Task directions => Beneath this line is the data. Output exactly the lines from the line with "if let Some(secs) = request_timeout" to the line with "pub async fn put<T, B>(&self, path: &str, body: &B)", both ends included, and nothing more.

Records for processing =>

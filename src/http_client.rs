use anyhow::{Context, Result};
use reqwest::header::CONTENT_TYPE;
use reqwest::{Client, Method, StatusCode};
use serde::de::DeserializeOwned;
use serde::Serialize;
use std::sync::Arc;
use std::time::Duration;

use crate::auth::SessionManager;
use crate::error::ApiError;
use crate::models::{ErrorEnvelope, ResponseEnvelope};

/// Authorized request dispatcher for the backend API
///
/// Every call is exactly one network attempt. A 401 ends the local session
/// before the error is returned.
pub struct ApiClient {
    /// Shared HTTP client with connection pooling
    client: Client,

    /// Backend base URL, joined with each request path
    base_url: String,

    /// Source of the bearer credential
    session: Arc<SessionManager>,
}

impl ApiClient {
    /// Create a new dispatcher; timeouts of `None` leave requests unbounded
    pub fn new(
        base_url: impl Into<String>,
        session: Arc<SessionManager>,
        request_timeout: Option<u64>,
        connect_timeout: Option<u64>,
    ) -> Result<Self> {
        let mut builder = Client::builder();
        if let Some(secs) = request_timeout {
            builder = builder.timeout(Duration::from_secs(secs));
        }
        if let Some(secs) = connect_timeout {
            builder = builder.connect_timeout(Duration::from_secs(secs));
        }
        let client = builder.build().context("Failed to create HTTP client")?;

        Ok(Self {
            client,
            base_url: base_url.into(),
            session,
        })
    }

    pub fn session(&self) -> &Arc<SessionManager> {
        &self.session
    }

    /// Join `path` onto the base URL
    pub fn url(&self, path: &str) -> String {
        format!(
            "{}/{}",
            self.base_url.trim_end_matches('/'),
            path.trim_start_matches('/')
        )
    }

    pub async fn get<T: DeserializeOwned>(&self, path: &str) -> Result<ResponseEnvelope<T>, ApiError> {
        let body = self.execute(Method::GET, path, None).await?;
        decode(&body)
    }

    pub async fn post<T, B>(&self, path: &str, body: &B) -> Result<ResponseEnvelope<T>, ApiError>
    where
        T: DeserializeOwned,
        B: Serialize + ?Sized,
    {
        let payload = serde_json::to_string(body)?;
        let body = self.execute(Method::POST, path, Some(payload)).await?;
        decode(&body)
    }

    pub async fn put<T, B>(&self, path: &str, body: &B) -> Result<ResponseEnvelope<T>, ApiError>
    where
        T: DeserializeOwned,
        B: Serialize + ?Sized,
    {
        let payload = serde_json::to_string(body)?;
        let body = self.execute(Method::PUT, path, Some(payload)).await?;
        decode(&body)
    }

    /// Delete a resource; the success envelope carries nothing of use
    pub async fn delete(&self, path: &str) -> Result<(), ApiError> {
        self.execute(Method::DELETE, path, None).await?;
        Ok(())
    }

    /// Send one request and return the body of a success response
    async fn execute(
        &self,
        method: Method,
        path: &str,
        body: Option<String>,
    ) -> Result<String, ApiError> {
        let token = self.session.get_access_token().await;
        let url = self.url(path);

        let mut request = self.client.request(method.clone(), &url);
        if let Some(body) = body {
            request = request.header(CONTENT_TYPE, "application/json").body(body);
        }
        if let Some(ref token) = token {
            request = request.bearer_auth(token);
        }

        tracing::debug!(
            method = %method,
            url = %url,
            authorized = token.is_some(),
            "Sending HTTP request"
        );

        let response = request.send().await.map_err(|e| {
            tracing::warn!(
                error_kind = error_kind(&e),
                error = %e,
                url = %url,
                "HTTP request error"
            );
            ApiError::Network(e)
        })?;

        let status = response.status();
        tracing::debug!(status = %status, "Received HTTP response");

        if status.is_success() {
            return Ok(response.text().await?);
        }

        // A failure body that cannot be read still carries its status
        let text = response.text().await.unwrap_or_else(|e| {
            tracing::warn!(error = %e, url = %url, "Failed to read error response body");
            String::new()
        });
        let message = error_message(status, &text);

        if status == StatusCode::UNAUTHORIZED {
            tracing::warn!(url = %url, "Credential rejected by backend, terminating session");
            self.session.terminate().await;
            return Err(ApiError::Unauthorized { message });
        }

        tracing::error!(
            status = status.as_u16(),
            url = %url,
            response_body = %text,
            "HTTP request failed with error response"
        );
        Err(ApiError::Api {
            status: status.as_u16(),
            message,
        })
    }
}

fn decode<T: DeserializeOwned>(body: &str) -> Result<ResponseEnvelope<T>, ApiError> {
    serde_json::from_str(body).map_err(|e| ApiError::Decode(e.to_string()))
}

/// Message for a failure response: the envelope's, else the raw body, else
/// the status reason
fn error_message(status: StatusCode, body: &str) -> String {
    if let Ok(envelope) = serde_json::from_str::<ErrorEnvelope>(body) {
        return envelope.message;
    }
    if !body.trim().is_empty() {
        return body.to_string();
    }
    status
        .canonical_reason()
        .unwrap_or("Request failed")
        .to_string()
}

fn error_kind(e: &reqwest::Error) -> &'static str {
    if e.is_timeout() {
        "timeout"
    } else if e.is_connect() {
        "connection_failed"
    } else if e.is_request() {
        "request_error"
    } else if e.is_body() {
        "body_error"
    } else if e.is_decode() {
        "decode_error"
    } else {
        "unknown"
    }
}

#[cfg(test)]
mod tests {
    use super::*;
    use crate::auth::testing::{FakeProvider, RecordingNavigator};
    use crate::auth::SessionSettings;
    use mockito::Matcher;
    use serde_json::{json, Value};

    fn session_with(provider: Arc<FakeProvider>) -> Arc<SessionManager> {
        Arc::new(SessionManager::new(
            provider,
            Arc::new(RecordingNavigator::default()),
            SessionSettings {
                automatic_silent_renew: false,
                ..Default::default()
            },
        ))
    }

    fn client_for(base_url: &str, provider: Arc<FakeProvider>) -> ApiClient {
        ApiClient::new(base_url, session_with(provider), None, None).unwrap()
    }

    #[test]
    fn test_url_join() {
        let client = client_for("http://backend.test/api/", Arc::new(FakeProvider::new()));
        assert_eq!(client.url("/scores"), "http://backend.test/api/scores");
        assert_eq!(client.url("scores/3"), "http://backend.test/api/scores/3");
    }

    #[test]
    fn test_error_message_fallbacks() {
        assert_eq!(
            error_message(StatusCode::UNAUTHORIZED, r#"{"message":"expired"}"#),
            "expired"
        );
        assert_eq!(
            error_message(StatusCode::BAD_REQUEST, "plain failure"),
            "plain failure"
        );
        assert_eq!(error_message(StatusCode::BAD_GATEWAY, ""), "Bad Gateway");
    }

    #[tokio::test]
    async fn test_get_attaches_bearer_and_returns_envelope() {
        let mut server = mockito::Server::new_async().await;
        let mock = server
            .mock("GET", "/scores")
            .match_header("authorization", "Bearer abc")
            .with_status(200)
            .with_header("content-type", "application/json")
            .with_body(r#"{"message":"ok","data":[]}"#)
            .expect(1)
            .create_async()
            .await;

        let client = client_for(&server.url(), Arc::new(FakeProvider::signed_in("abc", 600)));
        let envelope: ResponseEnvelope<Vec<Value>> = client.get("scores").await.unwrap();

        assert_eq!(
            envelope,
            ResponseEnvelope {
                message: "ok".to_string(),
                data: vec![]
            }
        );
        mock.assert_async().await;
    }

    #[tokio::test]
    async fn test_unauthenticated_request_is_still_sent() {
        let mut server = mockito::Server::new_async().await;
        let mock = server
            .mock("GET", "/levels")
            .match_header("authorization", Matcher::Missing)
            .with_status(200)
            .with_body(r#"{"message":"ok","data":{"count":2}}"#)
            .expect(1)
            .create_async()
            .await;

        let client = client_for(&server.url(), Arc::new(FakeProvider::new()));
        let envelope: ResponseEnvelope<Value> = client.get("/levels").await.unwrap();

        assert_eq!(envelope.data, json!({"count": 2}));
        mock.assert_async().await;
    }

    #[tokio::test]
    async fn test_post_and_put_send_json() {
        let mut server = mockito::Server::new_async().await;
        let body = json!({"gameId": "g1", "score": 1200});
        let post = server
            .mock("POST", "/scores")
            .match_header("content-type", "application/json")
            .match_header("authorization", "Bearer abc")
            .match_body(Matcher::Json(body.clone()))
            .with_status(201)
            .with_body(r#"{"message":"created","data":{"id":7}}"#)
            .create_async()
            .await;
        let put = server
            .mock("PUT", "/scores/7")
            .match_body(Matcher::Json(body.clone()))
            .with_status(200)
            .with_body(r#"{"message":"updated","data":{"id":7}}"#)
            .create_async()
            .await;

        let client = client_for(&server.url(), Arc::new(FakeProvider::signed_in("abc", 600)));

        let created: ResponseEnvelope<Value> = client.post("scores", &body).await.unwrap();
        assert_eq!(created.message, "created");
        assert_eq!(created.data, json!({"id": 7}));

        let updated: ResponseEnvelope<Value> = client.put("scores/7", &body).await.unwrap();
        assert_eq!(updated.message, "updated");

        post.assert_async().await;
        put.assert_async().await;
    }

    #[tokio::test]
    async fn test_delete_returns_unit() {
        let mut server = mockito::Server::new_async().await;
        let mock = server
            .mock("DELETE", "/scores/7")
            .match_header("content-type", Matcher::Missing)
            .with_status(200)
            .with_body(r#"{"message":"deleted","data":null}"#)
            .create_async()
            .await;

        let client = client_for(&server.url(), Arc::new(FakeProvider::signed_in("abc", 600)));
        client.delete("scores/7").await.unwrap();
        mock.assert_async().await;
    }

    #[tokio::test]
    async fn test_unauthorized_terminates_session_once() {
        let mut server = mockito::Server::new_async().await;
        server
            .mock("GET", "/scores")
            .with_status(401)
            .with_body(r#"{"message":"expired"}"#)
            .create_async()
            .await;

        let provider = Arc::new(FakeProvider::signed_in("abc", 600));
        let client = client_for(&server.url(), provider.clone());

        let err = client.get::<Value>("scores").await.unwrap_err();
        assert!(err.is_unauthorized());
        assert_eq!(err.to_string(), "expired");
        assert_eq!(provider.remove_calls(), 1);
        assert!(!client.session().is_authenticated().await);
    }

    #[tokio::test]
    async fn test_unauthorized_with_truncated_body_terminates_session() {
        use tokio::io::{AsyncReadExt, AsyncWriteExt};

        let listener = tokio::net::TcpListener::bind("127.0.0.1:0").await.unwrap();
        let url = format!("http://{}", listener.local_addr().unwrap());
        tokio::spawn(async move {
            let (mut socket, _) = listener.accept().await.unwrap();
            let mut request = Vec::new();
            let mut buf = [0u8; 1024];
            while !request.windows(4).any(|w| w == b"\r\n\r\n") {
                let n = socket.read(&mut buf).await.unwrap();
                if n == 0 {
                    break;
                }
                request.extend_from_slice(&buf[..n]);
            }
            // Declares 100 bytes, sends 10, then hangs up
            socket
                .write_all(b"HTTP/1.1 401 Unauthorized\r\nContent-Length: 100\r\n\r\n{\"message\"")
                .await
                .unwrap();
            socket.shutdown().await.ok();
        });

        let provider = Arc::new(FakeProvider::signed_in("abc", 600));
        let client = client_for(&url, provider.clone());

        let err = client.get::<Value>("scores").await.unwrap_err();
        assert!(err.is_unauthorized());
        assert_eq!(provider.remove_calls(), 1);
        assert!(!client.session().is_authenticated().await);
    }

    #[tokio::test]
    async fn test_api_error_keeps_session() {
        let mut server = mockito::Server::new_async().await;
        server
            .mock("DELETE", "/scores/7")
            .with_status(404)
            .with_body(r#"{"message":"Score not found"}"#)
            .create_async()
            .await;

        let provider = Arc::new(FakeProvider::signed_in("abc", 600));
        let client = client_for(&server.url(), provider.clone());

        let err = client.delete("scores/7").await.unwrap_err();
        assert_eq!(err.status(), Some(404));
        assert_eq!(err.to_string(), "Score not found");
        assert_eq!(provider.remove_calls(), 0);
        assert!(client.session().is_authenticated().await);
    }

    #[tokio::test]
    async fn test_success_body_must_be_envelope() {
        let mut server = mockito::Server::new_async().await;
        server
            .mock("GET", "/scores")
            .with_status(200)
            .with_body("<html>maintenance</html>")
            .create_async()
            .await;

        let client = client_for(&server.url(), Arc::new(FakeProvider::new()));
        let err = client.get::<Value>("scores").await.unwrap_err();
        assert!(matches!(err, ApiError::Decode(_)));
    }

    #[tokio::test]
    async fn test_network_error_is_propagated() {
        let client = client_for("http://127.0.0.1:1", Arc::new(FakeProvider::signed_in("abc", 600)));
        let err = client.get::<Value>("scores").await.unwrap_err();
        assert!(matches!(err, ApiError::Network(_)));
        assert!(client.session().is_authenticated().await);
    }
}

Answer to this task =>
        if let Some(secs) = request_timeout {
            builder = builder.timeout(Duration::from_secs(secs));
        }
        if let Some(secs) = connect_timeout {
            builder = builder.connect_timeout(Duration::from_secs(secs));
        }
        let client = builder.build().context("Failed to create HTTP client")?;

        Ok(Self {
            client,
            base_url: base_url.into(),
            session,
        })
    }

    pub fn session(&self) -> &Arc<SessionManager> {
        &self.session
    }

    /// Join `path` onto the base URL
    pub fn url(&self, path: &str) -> String {
        format!(
            "{}/{}",
            self.base_url.trim_end_matches('/'),
            path.trim_start_matches('/')
        )
    }

    pub async fn get<T: DeserializeOwned>(&self, path: &str) -> Result<ResponseEnvelope<T>, ApiError> {
        let body = self.execute(Method::GET, path, None).await?;
        decode(&body)
    }

    pub async fn post<T, B>(&self, path: &str, body: &B) -> Result<ResponseEnvelope<T>, ApiError>
    where
        T: DeserializeOwned,
        B: Serialize + ?Sized,
    {
        let payload = serde_json::to_string(body)?;
        let body = self.execute(Method::POST, path, Some(payload)).await?;
        decode(&body)
    }

    pub async fn put<T, B>(&self, path: &str, body: &B) -> Result<ResponseEnvelope<T>, ApiError>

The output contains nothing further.